Using SpecFlow for WebDriver user acceptance tests – Pros and Cons


Recently in my team we have introduced the use of SpecFlow to held create business driven tests. Specifically we’ve been refining the way we work with acceptance criteria for some time, and have been pushing towards the Given, When, Then format. This being the obvious precursor for using tools to help the test generation process.
There are some challenges in getting a business team to work with this structure, so initially my team has done the work of creating the feature files that contain the scenarios structured as Given When Then (GWT) sets. Ideally over time the business will see how they can write directly in this format and help accelerate the process.

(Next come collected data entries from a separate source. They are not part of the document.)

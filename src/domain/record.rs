use std::fmt;
use std::str::FromStr;

use chrono::{DateTime, Utc};
use serde::{Deserialize, Deserializer, Serialize};

use super::Ledger;

/// Identifier assigned by the ledger. Unique within one collection only.
pub type RecordId = u64;

#[derive(Debug, Clone, Copy, PartialEq, Eq, Hash, PartialOrd, Ord, Serialize, Deserialize)]
#[serde(rename_all = "snake_case")]
pub enum RecordKind {
    Income,
    Expense,
    CreditCard,
    Cash,
    DebitCard,
}

impl RecordKind {
    pub const ALL: [RecordKind; 5] = [
        RecordKind::Income,
        RecordKind::Expense,
        RecordKind::CreditCard,
        RecordKind::Cash,
        RecordKind::DebitCard,
    ];

    pub fn as_str(&self) -> &'static str {
        match self {
            RecordKind::Income => "income",
            RecordKind::Expense => "expense",
            RecordKind::CreditCard => "credit_card",
            RecordKind::Cash => "cash",
            RecordKind::DebitCard => "debit_card",
        }
    }
}

impl fmt::Display for RecordKind {
    fn fmt(&self, f: &mut fmt::Formatter<'_>) -> fmt::Result {
        write!(f, "{}", self.as_str())
    }
}

impl FromStr for RecordKind {
    type Err = ParseKindError;

    fn from_str(s: &str) -> Result<Self, Self::Err> {
        let normalized = s.trim().to_lowercase().replace('-', "_");
        RecordKind::ALL
            .into_iter()
            .find(|kind| kind.as_str() == normalized)
            .ok_or_else(|| ParseKindError(s.to_string()))
    }
}

#[derive(Debug, Clone, PartialEq, Eq)]
pub struct ParseKindError(pub String);

impl fmt::Display for ParseKindError {
    fn fmt(&self, f: &mut fmt::Formatter<'_>) -> fmt::Result {
        write!(
            f,
            "unknown record kind '{}' (expected income, expense, credit_card, cash or debit_card)",
            self.0
        )
    }
}

impl std::error::Error for ParseKindError {}

/// Returned when an update targets an id that is not in its collection.
#[derive(Debug, Clone, Copy, PartialEq, Eq)]
pub struct RecordNotFound {
    pub kind: RecordKind,
    pub id: RecordId,
}

impl fmt::Display for RecordNotFound {
    fn fmt(&self, f: &mut fmt::Formatter<'_>) -> fmt::Result {
        write!(f, "{} #{} not found", self.kind, self.id)
    }
}

impl std::error::Error for RecordNotFound {}

/// Returned by `add` once a collection has handed out id `u64::MAX`.
#[derive(Debug, Clone, Copy, PartialEq, Eq)]
pub struct IdsExhausted {
    pub kind: RecordKind,
}

impl fmt::Display for IdsExhausted {
    fn fmt(&self, f: &mut fmt::Formatter<'_>) -> fmt::Result {
        write!(f, "no {} ids left to assign", self.kind)
    }
}

impl std::error::Error for IdsExhausted {}

/// A ledger record kind.
///
/// `Draft` is the caller-supplied payload for `add` (no id, no `created_at`).
/// `Patch` carries only the fields an `update` should replace; it has no way
/// to express a new id or `created_at`, so both survive every update.
pub trait Record: Clone + Serialize {
    type Draft;
    type Patch: Serialize;

    const KIND: RecordKind;

    fn from_draft(id: RecordId, created_at: DateTime<Utc>, draft: Self::Draft) -> Self;
    fn id(&self) -> RecordId;
    fn created_at(&self) -> DateTime<Utc>;
    fn apply(&mut self, patch: Self::Patch);

    fn collection(ledger: &Ledger) -> &Collection<Self>;
    fn collection_mut(ledger: &mut Ledger) -> &mut Collection<Self>;
}

/// Insertion-ordered records of one kind plus the id counter for that kind.
/// The counter is `None` once every id up to `u64::MAX` has been used.
#[derive(Debug, Clone)]
pub struct Collection<R> {
    records: Vec<R>,
    next_id: Option<RecordId>,
}

impl<R> Default for Collection<R> {
    fn default() -> Self {
        Self {
            records: Vec::new(),
            next_id: Some(1),
        }
    }
}

impl<R: Record> Collection<R> {
    pub fn records(&self) -> &[R] {
        &self.records
    }

    pub fn get(&self, id: RecordId) -> Option<&R> {
        self.records.iter().find(|r| r.id() == id)
    }

    /// Stamp and append a new record. Ids come from a counter that only moves
    /// forward, so two inserts in the same clock tick never collide.
    pub fn insert(
        &mut self,
        draft: R::Draft,
        created_at: DateTime<Utc>,
    ) -> Result<R, IdsExhausted> {
        let id = self.next_id.ok_or(IdsExhausted { kind: R::KIND })?;
        self.next_id = id.checked_add(1);

        let record = R::from_draft(id, created_at, draft);
        self.records.push(record.clone());
        Ok(record)
    }

    pub fn update(&mut self, id: RecordId, patch: R::Patch) -> Result<R, RecordNotFound> {
        let record = self
            .records
            .iter_mut()
            .find(|r| r.id() == id)
            .ok_or(RecordNotFound { kind: R::KIND, id })?;
        record.apply(patch);
        Ok(record.clone())
    }

    pub fn remove(&mut self, id: RecordId) -> Option<R> {
        let position = self.records.iter().position(|r| r.id() == id)?;
        Some(self.records.remove(position))
    }

    /// Replace every record. The counter is moved past the highest loaded id
    /// and never backwards, so ids handed out earlier are not reissued.
    pub fn replace_all(&mut self, records: Vec<R>) {
        let after_loaded = match records.iter().map(R::id).max() {
            Some(highest) => highest.checked_add(1),
            None => Some(1),
        };
        self.next_id = match (self.next_id, after_loaded) {
            (Some(current), Some(after_loaded)) => Some(current.max(after_loaded)),
            _ => None,
        };
        self.records = records;
    }
}

/// Replace `slot` when the patch carries a value.
pub(crate) fn patch_field<T>(slot: &mut T, value: Option<T>) {
    if let Some(value) = value {
        *slot = value;
    }
}

/// Lets a patch tell "field absent" (`None`) apart from "field set to null"
/// (`Some(None)`) for optional attributes such as descriptions.
pub(crate) fn deserialize_some<'de, T, D>(deserializer: D) -> Result<Option<T>, D::Error>
where
    T: Deserialize<'de>,
    D: Deserializer<'de>,
{
    T::deserialize(deserializer).map(Some)
}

However here in lies an issue… SpecFlow comes in the form of a plugin for Visual Studio, and it aids the writing of tests because it auto-completes based on existing statements in the code base. But the implication of that is having to have your business owners run a visual studio instance, with your code base, in order to make most effective use of the tool. Without that they would not get any of the assistance of existing GWT statements to draw upon.
Perhaps there are tools out there to solve this problem, in truth I’ve not had time to investigate much, but it seems to be truly helpful I need someway of getting the business team able to generate the feature files, whilst getting all the assistance of existing options.

Undeterred by that limitation we cracked on with our test team creating tests this way. I let the team get started and build up a few areas of testing using specflow to generate nunit tests (we use nunit as the test runner for all our tests even though they aren’t really unit tests)

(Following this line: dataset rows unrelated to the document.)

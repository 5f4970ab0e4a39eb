use anyhow::Result;
use clap::Parser;
use household_ledger::cli::Cli;
use log::LevelFilter;
use log4rs::append::console::{ConsoleAppender, Target};
use log4rs::config::{Appender, Config, Root};
use log4rs::encode::pattern::PatternEncoder;

#[tokio::main]
async fn main() -> Result<()> {
    let cli = Cli::parse();
    init_logging(cli.log_config.as_deref(), cli.verbose)?;
    cli.run().await
}

/// Use the given log4rs YAML file, or log to stderr (debug with --verbose).
fn init_logging(config_path: Option<&str>, verbose: bool) -> Result<()> {
    if let Some(path) = config_path {
        log4rs::init_file(path, Default::default())
            .map_err(|e| anyhow::anyhow!("Could not initialize logging from {}: {}", path, e))?;
        return Ok(());
    }

    let level = if verbose {
        LevelFilter::Debug
    } else {
        LevelFilter::Warn
    };

    let stderr = ConsoleAppender::builder()
        .target(Target::Stderr)
        .encoder(Box::new(PatternEncoder::new("{d(%H:%M:%S)} {h({l})} {t} - {m}{n}")))
        .build();

    let config = Config::builder()
        .appender(Appender::builder().build("stderr", Box::new(stderr)))
        .build(Root::builder().appender("stderr").build(level))?;

    log4rs::init_config(config)?;
    Ok(())
}
use std::io::Write;

use anyhow::Result;
use chrono::NaiveDate;

use crate::application::{FinancialSummary, transaction_rows};
use crate::domain::{Ledger, LedgerSnapshot, RecordKind};

/// Exporter for converting ledger data to CSV and JSON
pub struct Exporter<'a> {
    ledger: &'a Ledger,
}

impl<'a> Exporter<'a> {
    pub fn new(ledger: &'a Ledger) -> Self {
        Self { ledger }
    }

    /// Export the merged transaction list (newest first) to CSV.
    pub fn export_transactions_csv<W: Write>(
        &self,
        writer: W,
        kind: Option<RecordKind>,
        today: NaiveDate,
    ) -> Result<usize> {
        let rows = transaction_rows(self.ledger, kind, today);
        let mut csv_writer = csv::Writer::from_writer(writer);

        csv_writer.write_record([
            "kind",
            "id",
            "user",
            "date",
            "title",
            "description",
            "amount_cents",
            "direction",
            "overdue",
        ])?;

        for row in &rows {
            csv_writer.write_record([
                row.kind.as_str().to_string(),
                row.id.to_string(),
                row.user.clone(),
                row.date.format("%Y-%m-%d").to_string(),
                row.title.clone(),
                row.description.clone().unwrap_or_default(),
                row.amount_cents.to_string(),
                row.direction.as_str().to_string(),
                row.overdue.to_string(),
            ])?;
        }

        csv_writer.flush()?;
        Ok(rows.len())
    }

    /// Export the overview figures as pretty-printed JSON.
    pub fn export_summary_json<W: Write>(&self, mut writer: W) -> Result<FinancialSummary> {
        let summary = FinancialSummary::from_ledger(self.ledger);
        serde_json::to_writer_pretty(&mut writer, &summary)?;
        writeln!(writer)?;
        Ok(summary)
    }

    /// Export every collection in the same shape the snapshot provider loads.
    pub fn export_snapshot_json<W: Write>(&self, mut writer: W) -> Result<LedgerSnapshot> {
        let snapshot = self.ledger.snapshot();
        serde_json::to_writer_pretty(&mut writer, &snapshot)?;
        writeln!(writer)?;
        Ok(snapshot)
    }
}
use config::{Config, ConfigError, Environment, File};
use serde::Deserialize;

pub const DEFAULT_CONFIG_FILE: &str = "household.toml";

/// Runtime settings: built-in defaults, then the optional config file, then
/// `HOUSEHOLD_*` environment variables (e.g. `HOUSEHOLD_CURRENCY=USD`).
#[derive(Debug, Clone, Deserialize)]
pub struct Settings {
    /// Currency code shown next to amounts
    pub currency: String,
    /// JSON snapshot to load instead of the bundled sample household
    pub snapshot: Option<String>,
}

impl Settings {
    pub fn load(path: &str) -> Result<Self, ConfigError> {
        let config = Config::builder()
            .set_default("currency", "PHP")?
            .add_source(File::with_name(path).required(false))
            .add_source(Environment::with_prefix("HOUSEHOLD"))
            .build()?;

        config.try_deserialize()
    }
}

#[cfg(test)]
mod tests {
    use super::*;
    use tempfile::TempDir;

    #[test]
    fn test_defaults_without_config_file() {
        let dir = TempDir::new().unwrap();
        let path = dir.path().join("missing.toml");

        let settings = Settings::load(path.to_str().unwrap()).unwrap();
        assert_eq!(settings.currency, "PHP");
        assert_eq!(settings.snapshot, None);
    }

    #[test]
    fn test_config_file_overrides_defaults() {
        let dir = TempDir::new().unwrap();
        let path = dir.path().join("household.toml");
        std::fs::write(&path, "currency = \"USD\"\nsnapshot = \"data/home.json\"\n").unwrap();

        let settings = Settings::load(path.to_str().unwrap()).unwrap();
        assert_eq!(settings.currency, "USD");
        assert_eq!(settings.snapshot.as_deref(), Some("data/home.json"));
    }
}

This is where things started to look wrong to me… the first hint was trying to navigate from a feature file to the code that implements it, and more importantly, from a method decorated as a Given, When or Then, finding out which tests call it. I could not.

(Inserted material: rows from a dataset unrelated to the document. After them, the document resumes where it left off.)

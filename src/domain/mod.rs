mod cash;
mod credit_card;
mod debit_card;
mod expense;
mod income;
mod input;
mod ledger;
mod money;
mod record;
mod transaction;
mod user;

pub use cash::*;
pub use credit_card::*;
pub use debit_card::*;
pub use expense::*;
pub use income::*;
pub use input::*;
pub use ledger::*;
pub use money::*;
pub use record::{
    Collection, IdsExhausted, ParseKindError, Record, RecordId, RecordKind, RecordNotFound,
};
pub use transaction::*;
pub use user::*;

When I had the time I sat down to really understand how things were being integrated and to review the code being produced by my team, and slowly realisation dawned… SpecFlows nunit integration is really kinda hacky.

Why do I say that?, Well it seems that rather than really integrate with nunit, specflow just generates a test which invokes its own custom test runner. So every feature file winds up with a new instance of the spec flow test runner, and every test just invokes that test runner with some strings which are your GWT statements. So you have an nunit test runner, that performs fixture setup, and test setup, then you invoke the specflow test runner which had its own feature setup and test setup, then it invokes your GWT statements, and everything tears down again. It wasn’t initially clear to me why specflow didn’t just generate straight up c# nunit code with method invocations and associated method stubs waiting to be implemented (or linked to existing ones it can find).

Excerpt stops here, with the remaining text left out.